Frederik and Mathilde Bajer founders of the Association of Danish Neutrality and the Danish Women's Society
In 1882, Fredrik Bajer (1837-1922) founded Foreningen til Danmarks Nevtralisering, the Association of Danish Neutrality, later known as the Danish Peace Association. He nurtured the progressive and almost revolutionary ideal that wars would be replaced by legal disputes, and that violent, military confrontations would become remnants of a remote, barbaric past. In spite of that he supported the political movements in favour of a military answer to the defence of Danish neutrality.

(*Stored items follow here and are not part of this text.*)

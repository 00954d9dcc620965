#![deny(clippy::all)]
#![warn(clippy::pedantic)]
#![allow(clippy::module_name_repetitions)]
#![allow(clippy::missing_errors_doc)]
#![allow(clippy::too_many_lines)]
#![allow(clippy::cast_possible_truncation)]
#![allow(clippy::cast_possible_wrap)]
#![allow(clippy::return_self_not_must_use)]

//! Core planning and installation for a NuGet v3-style module registry.
//!
//! The flow is `user specs → plan → on-disk modules`: [`resolve::build_plan`]
//! turns a set of module constraints into a deduplicated, dependency-closed
//! set of exact versions with download URIs, and [`install::install_plan`]
//! materialises that plan into a destination module tree.

pub mod config;
pub mod error;
pub mod install;
pub mod local;
pub mod paths;
pub mod progress;
pub mod range;
pub mod registration;
pub mod registry;
pub mod resolve;
pub mod spec;
pub mod version;

pub use config::InstallConfig;
pub use error::Error;
pub use install::{install_plan, InstalledModule};
pub use local::find_local;
pub use progress::{NoProgress, ProgressSink};
pub use range::VersionRange;
pub use registry::{Registry, RegistryClient, DEFAULT_SOURCE, SOURCE_ENV};
pub use resolve::{build_plan, build_plan_with, Plan};
pub use spec::{HostModuleSpec, ModuleSpec, RequestedModule, RequestedRecord};
pub use version::{parse_either, ClassicalVersion};
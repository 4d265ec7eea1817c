//! Protocol Stack Layers Library
//!
//! This crate implements the LTE RLC configuration layer according to
//! 3GPP TS 36.322 and TS 36.331.

pub mod rlc;

use common::types::RlcMode;
use thiserror::Error;

/// Common errors for protocol layers
#[derive(Error, Debug, Clone, PartialEq, Eq)]
pub enum LayerError {
    #[error("Invalid {field} index {index}: expected less than {len}")]
    InvalidConfigIndex {
        field: &'static str,
        index: u8,
        len: usize,
    },

    #[error("Unsupported RLC mode: {0}")]
    UnsupportedMode(RlcMode),

    #[error("Configuration error: {0}")]
    ConfigurationError(String),
}

#[cfg(test)]
mod tests {
    use super::*;

    #[test]
    fn test_error_messages() {
        let err = LayerError::InvalidConfigIndex {
            field: "poll_pdu",
            index: 8,
            len: 8,
        };
        assert_eq!(err.to_string(), "Invalid poll_pdu index 8: expected less than 8");
        assert_eq!(
            LayerError::UnsupportedMode(RlcMode::Tm).to_string(),
            "Unsupported RLC mode: Transparent Mode"
        );
    }
}
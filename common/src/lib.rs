//! Common Types Library
//!
//! This crate provides the protocol enumerations shared across the RLC stack.

pub mod types;

// Re-export commonly used items
pub use types::*;
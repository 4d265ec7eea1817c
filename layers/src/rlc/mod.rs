//! Radio Link Control (RLC) Configuration
//!
//! Resolves RRC signaled RLC-Config into the parameters used by an RLC
//! entity according to 3GPP TS 36.322

pub mod config;
pub mod params;
pub mod signaling;
pub mod tables;

pub use config::RlcConfig;
pub use params::{RlcAmConfig, RlcUmConfig};
pub use signaling::{SignaledAmConfig, SignaledRlcConfig, SignaledUmConfig};
pub use tables::ConfigTable;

Mathilde Bajer, Fredrik’s wife and co-founder of the Danish Women’s Society, was also an activist within the peace cause. In 1906 she took the initiative to form the Danish Women’s Peace Association, inspired by the world-famous Austrian writer and pacifist Bertha von Suttner’s visit to Copenhagen.
In 1908 Fredrik Bajer was granted the Nobel Peace Prize, but a few years later the outbreak of World War One brought an end to his dream and he withdrew from his work on peace.
Fredrik Bajer (1837-1922) stiftede i 1882 Foreningen til Danmarks Nevtralisering, senere kaldet Dansk Fredsforening. Bajer havde en fremskridtsoptimistisk og nærmest evolutionær tro på, at krige ville afløses af retslige tvister, og at voldelige, militære konfrontationer hørte en fjern, barbarisk fortid til. Dette til trods støttede han de politiske kræfter, der mente, at Danmark skulle forsvare sin neutralitet militært. Bajers hustru, Matilde Bajer, der var medstifter af Dansk Kvindesamfund, arbejdede også aktivt for fredssagen. Hun tog i 1906 initiativ til Danske Kvinders Fredsforening, foranlediget af den verdensberømte østriger Bertha von Suttners besøg i København. Fredrik Bajer modtog Nobels Fredspris i 1908. Få år efter aflivede 1. Verdenskrigs udbrud Bajers fredsutopi, og han trak sig ud af fredarbejdet.